The high frequency sample rate clock from external or generated by in-tile PLL can be forwarded within a tile group. In this case, some additional constraints are listed as following:
- In Gen 3 devices, only RF-ADC Tile 3 and Tiles 2 are allowed to accept forwarded clock from RF-DAC tiles.
- In DFE devices, all RF-ADC tiles are allowed to accept a forwarded clock from RF-DAC tiles.
- Gen 3 Source Tiles: Either Tile 1 or Tile 2 (the two center tiles)
can be a source tile if it has the external clock input pins.Recommended: AMD recommends Tile 1 as the source tile for optimal phase balancing and lowest loss on the clock input path. Tile 2 also offers optimal phase balancing, but there is marginally higher loss on the clock input path.
- DFE Source Tiles: All tiles that have external clock input pins can be a
source tile.Recommended: AMD recommends Tile 1 as the source tile for optimal phase balancing and lowest loss on the clock input path. RF-DAC Tile 0 and RF-ADC Tile 2 also offer optimal phase balancing, but there is marginally higher loss on the clock input path.
- In-Tile Clock Divider: Each tile has an independent clock divider by 1 or 2 available when in-tile PLL is not enabled. This in-tile clock divider is not available for dual RF-ADC tiles when the sample rate clock is forwarded from RF-DAC tiles.
- Forwarding Path Clock Divider: A clock divider by 1 or 2 is located in the clock forwarding path. This divider is only available when forwarding sample rate clock from RF-DAC tiles to RF-ADC tiles. This clock divider has higher priority than the in-tile clock divider, which means bypass this forwarding path divider while enabling in-tile clock divider in RF-ADC tiles is not allowed.

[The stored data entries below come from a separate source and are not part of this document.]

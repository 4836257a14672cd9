#![allow(dead_code)]

use std::path::PathBuf;

use wc26_predictor::encoder::TeamEncoder;
use wc26_predictor::forest::{ForestConfig, RandomForest};
use wc26_predictor::preprocess::{FeatureVector, MatchResult};
use wc26_predictor::service::PredictionService;
use wc26_predictor::teams::{TeamRegistry, WORLD_CUP_TEAMS};

pub fn fixture(name: &str) -> PathBuf {
    PathBuf::from(env!("CARGO_MANIFEST_DIR"))
        .join("tests")
        .join("fixtures")
        .join(name)
}

pub fn world_cup_encoder() -> TeamEncoder {
    TeamEncoder::fit(WORLD_CUP_TEAMS)
}

/// Small forest over every registry team: lower codes tend to win at home,
/// neutral fixtures between neighbours draw.
pub fn world_cup_forest(encoder: &TeamEncoder) -> RandomForest {
    let n = encoder.len() as u32;
    let mut features = Vec::new();
    let mut labels = Vec::new();
    for home in 0..n {
        for away in 0..n {
            if home == away {
                continue;
            }
            let neutral = (home + away) % 3 == 0;
            let label = if neutral && home.abs_diff(away) <= 2 {
                MatchResult::Draw
            } else if home < away {
                MatchResult::HomeWin
            } else {
                MatchResult::AwayWin
            };
            features.push(FeatureVector::new(home, away, neutral));
            labels.push(label);
        }
    }
    let config = ForestConfig {
        n_estimators: 12,
        ..ForestConfig::default()
    };
    RandomForest::fit(&features, &labels, config).expect("fit synthetic forest")
}

pub fn world_cup_service() -> PredictionService {
    let encoder = world_cup_encoder();
    let forest = world_cup_forest(&encoder);
    PredictionService::new(
        TeamRegistry::world_cup().clone(),
        encoder,
        Box::new(forest),
    )
}
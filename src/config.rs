use std::path::PathBuf;

use clap::Parser;
use tracing_subscriber::EnvFilter;

use crate::api::rate_limit::DEFAULT_PER_MINUTE;

pub const DEFAULT_ARTIFACT_DIR: &str = "data";

/// Load `.env.local` then `.env`; values already in the environment win.
pub fn load_dotenv() {
    let _ = dotenvy::from_filename(".env.local");
    let _ = dotenvy::from_filename(".env");
}

/// Shared subscriber setup for every binary. `RUST_LOG` narrows or widens it.
pub fn init_tracing() {
    tracing_subscriber::fmt()
        .with_env_filter(EnvFilter::from_default_env().add_directive(tracing::Level::INFO.into()))
        .init();
}

#[derive(Debug, Clone, Parser)]
#[command(name = "wc26_predictor")]
#[command(about = "Serve World Cup match outcome predictions over HTTP", long_about = None)]
pub struct ServerConfig {
    /// Host to bind to
    #[arg(long, env = "WC26_HOST", default_value = "0.0.0.0")]
    pub host: String,

    /// Port to listen on
    #[arg(long, env = "WC26_PORT", default_value_t = 8000)]
    pub port: u16,

    /// Directory holding rf_model.json and team_mapping.json
    #[arg(long = "artifacts", env = "WC26_ARTIFACT_DIR", default_value = DEFAULT_ARTIFACT_DIR)]
    pub artifact_dir: PathBuf,

    /// Allowed POST /predict calls per client IP per minute
    #[arg(long = "rate-limit", env = "WC26_RATE_LIMIT_PER_MINUTE", default_value_t = DEFAULT_PER_MINUTE)]
    pub rate_limit_per_minute: u32,
}

impl ServerConfig {
    pub fn bind_addr(&self) -> String {
        format!("{}:{}", self.host, self.port)
    }
}
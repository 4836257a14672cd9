use std::path::PathBuf;

use criterion::{Criterion, criterion_group, criterion_main};
use std::hint::black_box;

use wc26_predictor::dataset::read_results_csv;
use wc26_predictor::encoder::TeamEncoder;
use wc26_predictor::forest::{ForestConfig, RandomForest};
use wc26_predictor::preprocess::{FeatureVector, MatchResult, preprocess};
use wc26_predictor::service::PredictionService;
use wc26_predictor::teams::{TeamRegistry, WORLD_CUP_TEAMS};

fn fixture_path() -> PathBuf {
    PathBuf::from(env!("CARGO_MANIFEST_DIR")).join("tests/fixtures/results_sample.csv")
}

fn synthetic_rows(teams: u32) -> (Vec<FeatureVector>, Vec<MatchResult>) {
    let mut features = Vec::new();
    let mut labels = Vec::new();
    for home in 0..teams {
        for away in 0..teams {
            if home == away {
                continue;
            }
            let neutral = (home * 7 + away) % 4 == 0;
            features.push(FeatureVector::new(home, away, neutral));
            labels.push(MatchResult::ALL[((home + 2 * away) % 3) as usize]);
        }
    }
    (features, labels)
}

fn world_cup_service() -> PredictionService {
    let encoder = TeamEncoder::fit(WORLD_CUP_TEAMS);
    let (features, labels) = synthetic_rows(encoder.len() as u32);
    let forest = RandomForest::fit(&features, &labels, ForestConfig::default()).unwrap();
    PredictionService::new(TeamRegistry::world_cup().clone(), encoder, Box::new(forest))
}

fn bench_preprocess(c: &mut Criterion) {
    let records = read_results_csv(&fixture_path()).expect("valid fixture csv");
    c.bench_function("preprocess_fixture", |b| {
        b.iter(|| {
            let prepared = preprocess(black_box(&records)).unwrap();
            black_box(prepared.examples.len());
        })
    });
}

fn bench_forest_fit(c: &mut Criterion) {
    let (features, labels) = synthetic_rows(38);
    let config = ForestConfig {
        n_estimators: 25,
        ..ForestConfig::default()
    };
    c.bench_function("forest_fit_25_trees", |b| {
        b.iter(|| {
            let forest = RandomForest::fit(black_box(&features), black_box(&labels), config).unwrap();
            black_box(forest.total_nodes());
        })
    });
}

fn bench_predict(c: &mut Criterion) {
    let service = world_cup_service();
    c.bench_function("predict_brazil_france", |b| {
        b.iter(|| {
            let response = service
                .predict(black_box("Brazil"), black_box("France"), black_box(true))
                .unwrap();
            black_box(response.prediction);
        })
    });
}

criterion_group!(benches, bench_preprocess, bench_forest_fit, bench_predict);
criterion_main!(benches);
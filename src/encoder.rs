use std::collections::{BTreeMap, HashMap};

use sha2::{Digest, Sha256};
use thiserror::Error;

#[derive(Debug, Error, PartialEq, Eq)]
pub enum EncodeError {
    #[error("team '{0}' has no code in the persisted encoder")]
    UnknownTeam(String),

    #[error("teams '{first}' and '{second}' share code {code}")]
    DuplicateCode {
        code: u32,
        first: String,
        second: String,
    },
}

/// Team name → integer code. Fit once over the training corpus, then frozen:
/// the same mapping produces the training features and serves requests.
#[derive(Debug, Clone, PartialEq, Eq)]
pub struct TeamEncoder {
    codes: BTreeMap<String, u32>,
}

impl TeamEncoder {
    /// Codes follow the code point order of the distinct names, starting at 0.
    pub fn fit<I, S>(names: I) -> Self
    where
        I: IntoIterator<Item = S>,
        S: AsRef<str>,
    {
        let distinct = names
            .into_iter()
            .map(|name| name.as_ref().to_string())
            .collect::<std::collections::BTreeSet<_>>();
        let codes = distinct
            .into_iter()
            .enumerate()
            .map(|(idx, name)| (name, idx as u32))
            .collect();
        Self { codes }
    }

    /// Rebuild from a persisted mapping. Two names sharing a code would alias
    /// each other at inference time, so that is rejected.
    pub fn from_codes(codes: BTreeMap<String, u32>) -> Result<Self, EncodeError> {
        let mut seen: HashMap<u32, &str> = HashMap::with_capacity(codes.len());
        for (name, code) in &codes {
            if let Some(first) = seen.insert(*code, name) {
                return Err(EncodeError::DuplicateCode {
                    code: *code,
                    first: first.to_string(),
                    second: name.clone(),
                });
            }
        }
        Ok(Self { codes })
    }

    pub fn encode(&self, team: &str) -> Result<u32, EncodeError> {
        self.codes
            .get(team)
            .copied()
            .ok_or_else(|| EncodeError::UnknownTeam(team.to_string()))
    }

    pub fn contains(&self, team: &str) -> bool {
        self.codes.contains_key(team)
    }

    pub fn len(&self) -> usize {
        self.codes.len()
    }

    pub fn is_empty(&self) -> bool {
        self.codes.is_empty()
    }

    pub fn codes(&self) -> &BTreeMap<String, u32> {
        &self.codes
    }

    /// SHA-256 over the canonical JSON of the mapping, lowercase hex.
    pub fn fingerprint(&self) -> String {
        // BTreeMap serializes in key order, so equal mappings hash equally.
        let canonical = serde_json::to_vec(&self.codes).unwrap_or_default();
        let digest = Sha256::digest(&canonical);
        format!("{digest:x}")
    }
}

#[cfg(test)]
mod tests {
    use std::collections::BTreeMap;

    use super::{EncodeError, TeamEncoder};

    #[test]
    fn codes_follow_sorted_distinct_names() {
        let encoder = TeamEncoder::fit(["Scotland", "England", "Scotland", "Wales", "England"]);
        assert_eq!(encoder.len(), 3);
        assert_eq!(encoder.encode("England"), Ok(0));
        assert_eq!(encoder.encode("Scotland"), Ok(1));
        assert_eq!(encoder.encode("Wales"), Ok(2));
    }

    #[test]
    fn non_ascii_names_sort_after_ascii() {
        let encoder = TeamEncoder::fit(["Curaçao", "Cuba", "Czechia"]);
        assert_eq!(encoder.encode("Cuba"), Ok(0));
        assert_eq!(encoder.encode("Curaçao"), Ok(1));
        assert_eq!(encoder.encode("Czechia"), Ok(2));
    }

    #[test]
    fn unknown_team_is_an_error_not_a_default_code() {
        let encoder = TeamEncoder::fit(["Brazil"]);
        assert_eq!(
            encoder.encode("France"),
            Err(EncodeError::UnknownTeam("France".to_string()))
        );
    }

    #[test]
    fn duplicate_codes_are_rejected() {
        let mut codes = BTreeMap::new();
        codes.insert("Brazil".to_string(), 4);
        codes.insert("France".to_string(), 4);
        let err = TeamEncoder::from_codes(codes).unwrap_err();
        assert!(matches!(err, EncodeError::DuplicateCode { code: 4, .. }));
    }

    #[test]
    fn fingerprint_tracks_mapping_content() {
        let a = TeamEncoder::fit(["Brazil", "France"]);
        let b = TeamEncoder::fit(["France", "Brazil"]);
        let c = TeamEncoder::fit(["Brazil", "Germany"]);
        assert_eq!(a.fingerprint(), b.fingerprint());
        assert_ne!(a.fingerprint(), c.fingerprint());
        assert_eq!(a.fingerprint().len(), 64);
    }
}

- Both types of clock dividers mentioned above are handled by the RFDC API and IP automatically. You should take care of the constraints of the clock dividers in the clock distribution scheme design to avoid violations.

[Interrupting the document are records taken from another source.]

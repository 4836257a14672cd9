use serde::{Deserialize, Serialize};

#[derive(Debug, Clone, Deserialize)]
pub struct PredictRequest {
    pub home_team: String,
    pub away_team: String,
    #[serde(default)]
    pub neutral_venue: bool,
}

#[derive(Debug, Serialize)]
pub struct HomeResponse {
    pub message: &'static str,
}
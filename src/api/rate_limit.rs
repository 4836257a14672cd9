use std::net::{IpAddr, SocketAddr};
use std::num::NonZeroU32;
use std::sync::Arc;
use std::time::Duration;

use axum::extract::{ConnectInfo, Request, State};
use axum::middleware::Next;
use axum::response::Response;
use governor::clock::{Clock, DefaultClock};
use governor::middleware::NoOpMiddleware;
use governor::state::keyed::DefaultKeyedStateStore;
use governor::{Quota, RateLimiter};
use tokio::task::JoinHandle;
use tracing::{debug, warn};

use super::error::ApiError;
use super::state::AppState;

pub const DEFAULT_PER_MINUTE: u32 = 10;

const WINDOW: Duration = Duration::from_secs(60);

type KeyedLimiter<C> =
    RateLimiter<IpAddr, DefaultKeyedStateStore<IpAddr>, C, NoOpMiddleware<<C as Clock>::Instant>>;

/// `requests` up front, then a single slot back per full window.
fn window_quota(requests: NonZeroU32) -> Quota {
    Quota::with_period(WINDOW)
        .map(|quota| quota.allow_burst(requests))
        .unwrap_or_else(|| Quota::per_minute(requests))
}

/// Per-client-IP quota, keyed on the peer address.
pub struct ClientLimiter<C: Clock = DefaultClock> {
    limiter: KeyedLimiter<C>,
}

impl ClientLimiter {
    /// A zero quota is clamped to one request per minute.
    pub fn per_minute(requests: u32) -> Self {
        Self::with_clock(requests, DefaultClock::default())
    }
}

impl<C: Clock> ClientLimiter<C> {
    pub fn with_clock(requests: u32, clock: C) -> Self {
        let burst = NonZeroU32::new(requests).unwrap_or(NonZeroU32::MIN);
        Self {
            limiter: RateLimiter::new(window_quota(burst), DefaultKeyedStateStore::default(), clock),
        }
    }

    /// `Err` carries how long the client must wait.
    pub fn check(&self, client: IpAddr) -> Result<(), Duration> {
        self.limiter
            .check_key(&client)
            .map_err(|not_until| not_until.wait_time_from(self.limiter.clock().now()))
    }

    pub fn tracked_clients(&self) -> usize {
        self.limiter.len()
    }

    /// Drop state for clients whose quota has fully replenished.
    pub fn evict_idle(&self) {
        self.limiter.retain_recent();
        self.limiter.shrink_to_fit();
    }
}

pub fn spawn_eviction(limiter: Arc<ClientLimiter>, every: Duration) -> JoinHandle<()> {
    tokio::spawn(async move {
        let mut ticker = tokio::time::interval(every);
        loop {
            ticker.tick().await;
            limiter.evict_idle();
            debug!(clients = limiter.tracked_clients(), "rate limiter swept");
        }
    })
}

/// Whole seconds, rounded up, never below 1.
fn retry_after_secs(wait: Duration) -> u64 {
    let secs = wait.as_secs() + u64::from(wait.subsec_nanos() > 0);
    secs.max(1)
}

pub async fn limit_by_client(
    State(state): State<AppState>,
    ConnectInfo(peer): ConnectInfo<SocketAddr>,
    request: Request,
    next: Next,
) -> Result<Response, ApiError> {
    if let Err(wait) = state.limiter.check(peer.ip()) {
        let retry_after_secs = retry_after_secs(wait);
        warn!(client = %peer.ip(), retry_after_secs, "rate limit exceeded");
        return Err(ApiError::RateLimited { retry_after_secs });
    }
    Ok(next.run(request).await)
}
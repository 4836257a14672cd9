use axum::Json;
use axum::extract::State;
use axum::extract::rejection::JsonRejection;
use tracing::{info, warn};

use super::dto::{HomeResponse, PredictRequest};
use super::error::ApiError;
use super::state::AppState;
use crate::service::{PredictError, PredictionResponse};

/// GET / - Liveness banner
pub async fn home() -> Json<HomeResponse> {
    Json(HomeResponse {
        message: "FIFA World Cup AI API (Secured)",
    })
}

/// POST /predict - Outcome and class probabilities for one fixture
pub async fn predict(
    State(state): State<AppState>,
    body: Result<Json<PredictRequest>, JsonRejection>,
) -> Result<Json<PredictionResponse>, ApiError> {
    let Json(req) = body.map_err(|rejection| ApiError::Validation(rejection.body_text()))?;

    // Lock is released before the model runs.
    let service = state.service.current();
    match service.predict(&req.home_team, &req.away_team, req.neutral_venue) {
        Ok(response) => {
            info!(
                home = %req.home_team,
                away = %req.away_team,
                neutral = req.neutral_venue,
                prediction = response.prediction.code(),
                "prediction served"
            );
            Ok(Json(response))
        }
        Err(err) => {
            if !matches!(err, PredictError::Encoding(_)) {
                warn!(home = %req.home_team, away = %req.away_team, error = %err, "prediction rejected");
            }
            Err(err.into())
        }
    }
}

The following figure illustrates this use case and related constraints:
Figure 1. Sample Rate Clock Forwarding
The explanation of the figure is described below:
- There are three tile groups in the figure above:
- RF-DAC tile 3 and 2
- RF-DAC tile 1 and 0, RF-ADC tile 3 and 2
- RF-ADC tile 1 and 0
- In tile group #1, RF-DAC Tile 2 receives the reference clock from external and forwards its T1 clock generated by in-tile PLL to RF-DAC Tile 3. The in-tile clock divider is not available in RF-DAC Tile 2, but is available to Tile 3.
- In tile group #2, the RF-DAC Tile 1 receives a sampling clock from external and forwards it to RF-DAC Tile 0, RF-ADC Tile 3, and Tile 2. In-tile clock divider is available in RF-DAC Tile 1 and 0 because both have no PLL enabled. Assuming RF-ADC Tile 3 is a dual RF-ADC tile and Tile 2 is quad RF-ADC tile (this is not real case but for illustration only), there is no in-tile clock divider available in RF-ADC tile 3, but is available in RF-ADC tile 2. Remember the forwarding path divider must be 2 if any in-tile divider is enabled (set to 2) in this group.
- In tile group #3, the RF-ADC Tile 1 and 0 of Gen 3 devices cannot receive the forwarded sample rate clock from RF-DAC tiles. This illustrates that a reference clock is forwarded from RF-ADC Tile 1 to 0. There is no in-tile clock divider available because both tiles enabled their in-tile PLLs.